§ **Work order**
Your answer should be every line below that includes the word "Some".

----

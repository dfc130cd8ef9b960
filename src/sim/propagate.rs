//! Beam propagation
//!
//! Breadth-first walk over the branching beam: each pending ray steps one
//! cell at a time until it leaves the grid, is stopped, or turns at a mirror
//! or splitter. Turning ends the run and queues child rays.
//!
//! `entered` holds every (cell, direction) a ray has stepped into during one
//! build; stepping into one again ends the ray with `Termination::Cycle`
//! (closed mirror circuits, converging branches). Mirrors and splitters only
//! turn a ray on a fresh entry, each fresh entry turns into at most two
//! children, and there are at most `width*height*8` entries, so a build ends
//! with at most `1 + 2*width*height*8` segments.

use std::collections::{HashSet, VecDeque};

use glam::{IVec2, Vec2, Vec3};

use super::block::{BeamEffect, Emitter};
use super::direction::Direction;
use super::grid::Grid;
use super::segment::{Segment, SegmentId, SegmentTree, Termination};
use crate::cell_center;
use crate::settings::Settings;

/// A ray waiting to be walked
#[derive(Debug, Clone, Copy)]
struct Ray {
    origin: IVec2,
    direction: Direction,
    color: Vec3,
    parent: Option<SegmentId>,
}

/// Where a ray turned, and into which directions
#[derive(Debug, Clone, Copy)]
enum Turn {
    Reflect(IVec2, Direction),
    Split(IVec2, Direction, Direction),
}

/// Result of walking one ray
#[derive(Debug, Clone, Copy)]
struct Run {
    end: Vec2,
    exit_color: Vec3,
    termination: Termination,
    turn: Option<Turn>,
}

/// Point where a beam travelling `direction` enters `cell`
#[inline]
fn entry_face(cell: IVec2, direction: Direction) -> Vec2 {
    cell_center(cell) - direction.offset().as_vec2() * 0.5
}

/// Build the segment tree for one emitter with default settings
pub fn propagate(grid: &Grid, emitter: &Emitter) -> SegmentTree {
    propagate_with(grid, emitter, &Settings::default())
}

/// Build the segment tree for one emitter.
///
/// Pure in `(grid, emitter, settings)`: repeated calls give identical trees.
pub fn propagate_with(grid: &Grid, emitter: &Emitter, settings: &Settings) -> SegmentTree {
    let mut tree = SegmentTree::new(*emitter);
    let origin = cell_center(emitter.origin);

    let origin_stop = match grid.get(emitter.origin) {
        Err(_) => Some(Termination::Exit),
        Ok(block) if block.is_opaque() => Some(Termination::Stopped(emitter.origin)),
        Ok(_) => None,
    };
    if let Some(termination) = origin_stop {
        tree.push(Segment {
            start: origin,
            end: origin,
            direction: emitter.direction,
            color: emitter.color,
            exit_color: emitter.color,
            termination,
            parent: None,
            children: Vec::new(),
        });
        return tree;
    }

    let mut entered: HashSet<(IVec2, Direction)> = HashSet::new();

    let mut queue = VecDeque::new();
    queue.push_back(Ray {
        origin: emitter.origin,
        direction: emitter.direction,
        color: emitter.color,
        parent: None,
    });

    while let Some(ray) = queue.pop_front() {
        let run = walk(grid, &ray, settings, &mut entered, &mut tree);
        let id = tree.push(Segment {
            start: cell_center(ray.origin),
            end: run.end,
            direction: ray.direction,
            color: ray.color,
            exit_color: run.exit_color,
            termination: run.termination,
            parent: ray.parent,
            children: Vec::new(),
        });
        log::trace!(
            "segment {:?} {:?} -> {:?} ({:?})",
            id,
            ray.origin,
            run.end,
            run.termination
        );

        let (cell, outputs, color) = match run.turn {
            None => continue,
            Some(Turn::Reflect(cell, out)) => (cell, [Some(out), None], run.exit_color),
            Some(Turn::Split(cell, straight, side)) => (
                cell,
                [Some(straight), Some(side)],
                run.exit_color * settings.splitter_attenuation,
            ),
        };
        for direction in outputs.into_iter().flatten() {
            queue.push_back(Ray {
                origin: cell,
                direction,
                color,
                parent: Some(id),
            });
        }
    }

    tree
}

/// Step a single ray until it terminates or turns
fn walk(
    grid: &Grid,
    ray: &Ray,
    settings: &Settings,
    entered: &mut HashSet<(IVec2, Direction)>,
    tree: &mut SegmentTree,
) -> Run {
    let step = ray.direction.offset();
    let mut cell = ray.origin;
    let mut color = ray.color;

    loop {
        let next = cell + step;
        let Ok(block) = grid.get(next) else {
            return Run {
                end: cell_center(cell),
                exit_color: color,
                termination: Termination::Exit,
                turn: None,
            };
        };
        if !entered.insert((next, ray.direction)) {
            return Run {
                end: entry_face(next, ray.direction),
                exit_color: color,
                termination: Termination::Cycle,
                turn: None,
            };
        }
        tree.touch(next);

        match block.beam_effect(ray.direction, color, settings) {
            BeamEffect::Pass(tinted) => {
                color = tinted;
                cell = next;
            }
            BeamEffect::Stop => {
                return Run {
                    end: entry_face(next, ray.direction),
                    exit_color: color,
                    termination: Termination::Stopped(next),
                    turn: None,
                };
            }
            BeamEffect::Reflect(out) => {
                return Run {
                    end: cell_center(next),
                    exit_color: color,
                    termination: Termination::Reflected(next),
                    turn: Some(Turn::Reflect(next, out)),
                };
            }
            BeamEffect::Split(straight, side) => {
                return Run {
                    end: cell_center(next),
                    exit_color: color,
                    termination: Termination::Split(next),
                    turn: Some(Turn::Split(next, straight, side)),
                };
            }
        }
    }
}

----

§ **Written response**
        Err(_) => Some(Termination::Exit),
        Ok(block) if block.is_opaque() => Some(Termination::Stopped(emitter.origin)),
    if let Some(termination) = origin_stop {
    while let Some(ray) = queue.pop_front() {
            Some(Turn::Reflect(cell, out)) => (cell, [Some(out), None], run.exit_color),
            Some(Turn::Split(cell, straight, side)) => (
                [Some(straight), Some(side)],
                parent: Some(id),
                    turn: Some(Turn::Reflect(next, out)),
                    turn: Some(Turn::Split(next, straight, side)),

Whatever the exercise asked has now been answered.